YOUR GOAL: Quote all of the data below exactly, please.
** Opening DATA LISTING block **
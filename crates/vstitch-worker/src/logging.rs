//! Structured logging for the worker.
//!
//! `init_tracing` sets up the global subscriber for the binaries;
//! `JobLogger` keeps per-job lifecycle messages consistent.

use tracing::{error, info, warn, Span};
use tracing_subscriber::{fmt, prelude::*, EnvFilter};
use vstitch_models::JobId;

/// Initialize tracing with ANSI output, or JSON when `LOG_FORMAT=json`.
///
/// `RUST_LOG` overrides the default `vstitch=info` directive.
pub fn init_tracing() {
    let use_json = std::env::var("LOG_FORMAT")
        .map(|v| v.eq_ignore_ascii_case("json"))
        .unwrap_or(false);

    let env_filter =
        EnvFilter::try_from_default_env().unwrap_or_else(|_| EnvFilter::new("vstitch=info"));

    let registry = tracing_subscriber::registry().with(env_filter);
    let result = if use_json {
        registry.with(fmt::layer().json()).try_init()
    } else {
        registry
            .with(
                fmt::layer()
                    .with_ansi(true)
                    .with_target(true)
                    .with_thread_ids(false)
                    .with_file(false)
                    .with_line_number(false),
            )
            .try_init()
    };

    if let Err(e) = result {
        eprintln!("tracing already initialized: {}", e);
    }
}

/// Job logger for structured logging with consistent formatting.
///
/// Every line carries the job id and the job kind.
#[derive(Debug, Clone)]
pub struct JobLogger {
    job_id: String,
    kind: String,
}

impl JobLogger {
    pub fn new(job_id: &JobId, kind: &str) -> Self {
        Self {
            job_id: job_id.to_string(),
            kind: kind.to_string(),
        }
    }

    pub fn log_start(&self, attempt: i32) {
        info!(
            job_id = %self.job_id,
            kind = %self.kind,
            attempt,
            "Job started"
        );
    }

    pub fn log_progress(&self, message: &str) {
        info!(
            job_id = %self.job_id,
            kind = %self.kind,
            "Job progress: {}", message
        );
    }

    pub fn log_warning(&self, message: &str) {
        warn!(
            job_id = %self.job_id,
            kind = %self.kind,
            "Job warning: {}", message
        );
    }

    pub fn log_error(&self, message: &str) {
        error!(
            job_id = %self.job_id,
            kind = %self.kind,
            "Job failed: {}", message
        );
    }

    pub fn log_completion(&self, message: &str) {
        info!(
            job_id = %self.job_id,
            kind = %self.kind,
            "Job completed: {}", message
        );
    }

    pub fn job_id(&self) -> &str {
        &self.job_id
    }

    pub fn kind(&self) -> &str {
        &self.kind
    }

    /// Span covering the whole execution of the job.
    pub fn create_span(&self) -> Span {
        tracing::info_span!("job", job_id = %self.job_id, kind = %self.kind)
    }
}

#[cfg(test)]
mod tests {
    use super::*;

    #[test]
    fn test_job_logger_creation() {
        let job_id = JobId::new();
        let logger = JobLogger::new(&job_id, "STITCH");

        assert_eq!(logger.job_id(), job_id.to_string());
        assert_eq!(logger.kind(), "STITCH");
    }

    #[test]
    fn test_init_tracing_twice_does_not_panic() {
        init_tracing();
        init_tracing();
    }
}
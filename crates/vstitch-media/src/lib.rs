//! FFmpeg CLI wrapper for video concatenation.
//!
//! This crate provides:
//! - Type-safe FFmpeg command building
//! - A runner that surfaces ffmpeg's stderr verbatim on failure
//! - Lossless concat-demuxer stitching behind the `Concatenator` trait

pub mod command;
pub mod concat;
pub mod error;

pub use command::{FfmpegCommand, FfmpegRunner};
pub use concat::{concat_manifest, output_file_name, Concatenator, FfmpegConcat, MANIFEST_FILE_NAME};
pub use error::{MediaError, MediaResult};
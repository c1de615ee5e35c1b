//! Per-job staging directories.

use std::io;
use std::path::{Path, PathBuf};

use tracing::{debug, warn};
use vstitch_models::JobId;

/// Scratch space for in-flight jobs, one directory per job id under a
/// fixed base path.
#[derive(Debug, Clone)]
pub struct StagingArea {
    base: PathBuf,
}

impl StagingArea {
    pub fn new(base: impl Into<PathBuf>) -> Self {
        Self { base: base.into() }
    }

    pub fn base(&self) -> &Path {
        &self.base
    }

    /// Directory used by `job_id`.
    pub fn dir_for(&self, job_id: &JobId) -> io::Result<PathBuf> {
        let id = job_id.as_str();
        if id.is_empty() || id == "." || id == ".." || id.contains(['/', '\\']) {
            return Err(io::Error::new(
                io::ErrorKind::InvalidInput,
                format!("job id {:?} is not usable as a directory name", id),
            ));
        }
        Ok(self.base.join(id))
    }

    /// Create the job's directory, including missing parents. Creating an
    /// existing directory succeeds.
    pub async fn create(&self, job_id: &JobId) -> io::Result<PathBuf> {
        let dir = self.dir_for(job_id)?;
        tokio::fs::create_dir_all(&dir).await?;
        debug!(job_id = %job_id, "Created staging directory {}", dir.display());
        Ok(dir)
    }

    /// Remove the job's directory and everything in it.
    ///
    /// Never fails: a missing directory is a no-op and other errors are only
    /// logged.
    pub async fn cleanup(&self, job_id: &JobId) {
        let dir = match self.dir_for(job_id) {
            Ok(dir) => dir,
            Err(e) => {
                warn!(job_id = %job_id, "Skipping staging cleanup: {}", e);
                return;
            }
        };

        match tokio::fs::remove_dir_all(&dir).await {
            Ok(()) => debug!(job_id = %job_id, "Removed staging directory {}", dir.display()),
            Err(e) if e.kind() == io::ErrorKind::NotFound => {}
            Err(e) => warn!(
                job_id = %job_id,
                "Failed to remove staging directory {}: {}",
                dir.display(),
                e
            ),
        }
    }
}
** Closing DATA LISTING block **
SOLUTION TO THE EXERCISE:
filename crates/vstitch-worker/src/logging.rs
//! Structured logging for the worker.
//!
//! `init_tracing` sets up the global subscriber for the binaries;
//! `JobLogger` keeps per-job lifecycle messages consistent.

use tracing::{error, info, warn, Span};
use tracing_subscriber::{fmt, prelude::*, EnvFilter};
use vstitch_models::JobId;

/// Initialize tracing with ANSI output, or JSON when `LOG_FORMAT=json`.
///
/// `RUST_LOG` overrides the default `vstitch=info` directive.
pub fn init_tracing() {
    let use_json = std::env::var("LOG_FORMAT")
        .map(|v| v.eq_ignore_ascii_case("json"))
        .unwrap_or(false);

    let env_filter =
        EnvFilter::try_from_default_env().unwrap_or_else(|_| EnvFilter::new("vstitch=info"));

    let registry = tracing_subscriber::registry().with(env_filter);
    let result = if use_json {
        registry.with(fmt::layer().json()).try_init()
    } else {
        registry
            .with(
                fmt::layer()
                    .with_ansi(true)
                    .with_target(true)
                    .with_thread_ids(false)
                    .with_file(false)
                    .with_line_number(false),
            )
            .try_init()
    };

    if let Err(e) = result {
        eprintln!("tracing already initialized: {}", e);
    }
}

/// Job logger for structured logging with consistent formatting.
///
/// Every line carries the job id and the job kind.
#[derive(Debug, Clone)]
pub struct JobLogger {
    job_id: String,
    kind: String,
}

impl JobLogger {
    pub fn new(job_id: &JobId, kind: &str) -> Self {
        Self {
            job_id: job_id.to_string(),
            kind: kind.to_string(),
        }
    }

    pub fn log_start(&self, attempt: i32) {
        info!(
            job_id = %self.job_id,
            kind = %self.kind,
            attempt,
            "Job started"
        );
    }

    pub fn log_progress(&self, message: &str) {
        info!(
            job_id = %self.job_id,
            kind = %self.kind,
            "Job progress: {}", message
        );
    }

    pub fn log_warning(&self, message: &str) {
        warn!(
            job_id = %self.job_id,
            kind = %self.kind,
            "Job warning: {}", message
        );
    }

    pub fn log_error(&self, message: &str) {
        error!(
            job_id = %self.job_id,
            kind = %self.kind,
            "Job failed: {}", message
        );
    }

    pub fn log_completion(&self, message: &str) {
        info!(
            job_id = %self.job_id,
            kind = %self.kind,
            "Job completed: {}", message
        );
    }

    pub fn job_id(&self) -> &str {
        &self.job_id
    }

    pub fn kind(&self) -> &str {
        &self.kind
    }

    /// Span covering the whole execution of the job.
    pub fn create_span(&self) -> Span {
        tracing::info_span!("job", job_id = %self.job_id, kind = %self.kind)
    }
}

#[cfg(test)]
mod tests {
    use super::*;

    #[test]
    fn test_job_logger_creation() {
        let job_id = JobId::new();
        let logger = JobLogger::new(&job_id, "STITCH");

        assert_eq!(logger.job_id(), job_id.to_string());
        assert_eq!(logger.kind(), "STITCH");
    }

    #[test]
    fn test_init_tracing_twice_does_not_panic() {
        init_tracing();
        init_tracing();
    }
}
filename crates/vstitch-media/src/lib.rs
//! FFmpeg CLI wrapper for video concatenation.
//!
//! This crate provides:
//! - Type-safe FFmpeg command building
//! - A runner that surfaces ffmpeg's stderr verbatim on failure
//! - Lossless concat-demuxer stitching behind the `Concatenator` trait

pub mod command;
pub mod concat;
pub mod error;

pub use command::{FfmpegCommand, FfmpegRunner};
pub use concat::{concat_manifest, output_file_name, Concatenator, FfmpegConcat, MANIFEST_FILE_NAME};
pub use error::{MediaError, MediaResult};
repository c1de615ee5e35c1b
//! Per-job staging directories.

use std::io;
use std::path::{Path, PathBuf};

use tracing::{debug, warn};
use vstitch_models::JobId;

/// Scratch space for in-flight jobs, one directory per job id under a
/// fixed base path.
#[derive(Debug, Clone)]
pub struct StagingArea {
    base: PathBuf,
}

impl StagingArea {
    pub fn new(base: impl Into<PathBuf>) -> Self {
        Self { base: base.into() }
    }

    pub fn base(&self) -> &Path {
        &self.base
    }

    /// Directory used by `job_id`.
    pub fn dir_for(&self, job_id: &JobId) -> io::Result<PathBuf> {
        let id = job_id.as_str();
        if id.is_empty() || id == "." || id == ".." || id.contains(['/', '\\']) {
            return Err(io::Error::new(
                io::ErrorKind::InvalidInput,
                format!("job id {:?} is not usable as a directory name", id),
            ));
        }
        Ok(self.base.join(id))
    }

    /// Create the job's directory, including missing parents. Creating an
    /// existing directory succeeds.
    pub async fn create(&self, job_id: &JobId) -> io::Result<PathBuf> {
        let dir = self.dir_for(job_id)?;
        tokio::fs::create_dir_all(&dir).await?;
        debug!(job_id = %job_id, "Created staging directory {}", dir.display());
        Ok(dir)
    }

    /// Remove the job's directory and everything in it.
    ///
    /// Never fails: a missing directory is a no-op and other errors are only
    /// logged.
    pub async fn cleanup(&self, job_id: &JobId) {
        let dir = match self.dir_for(job_id) {
            Ok(dir) => dir,
            Err(e) => {
                warn!(job_id = %job_id, "Skipping staging cleanup: {}", e);
                return;
            }
        };

        match tokio::fs::remove_dir_all(&dir).await {
            Ok(()) => debug!(job_id = %job_id, "Removed staging directory {}", dir.display()),
            Err(e) if e.kind() == io::ErrorKind::NotFound => {}
            Err(e) => warn!(
                job_id = %job_id,
                "Failed to remove staging directory {}: {}",
                dir.display(),
                e
            ),
        }
    }
}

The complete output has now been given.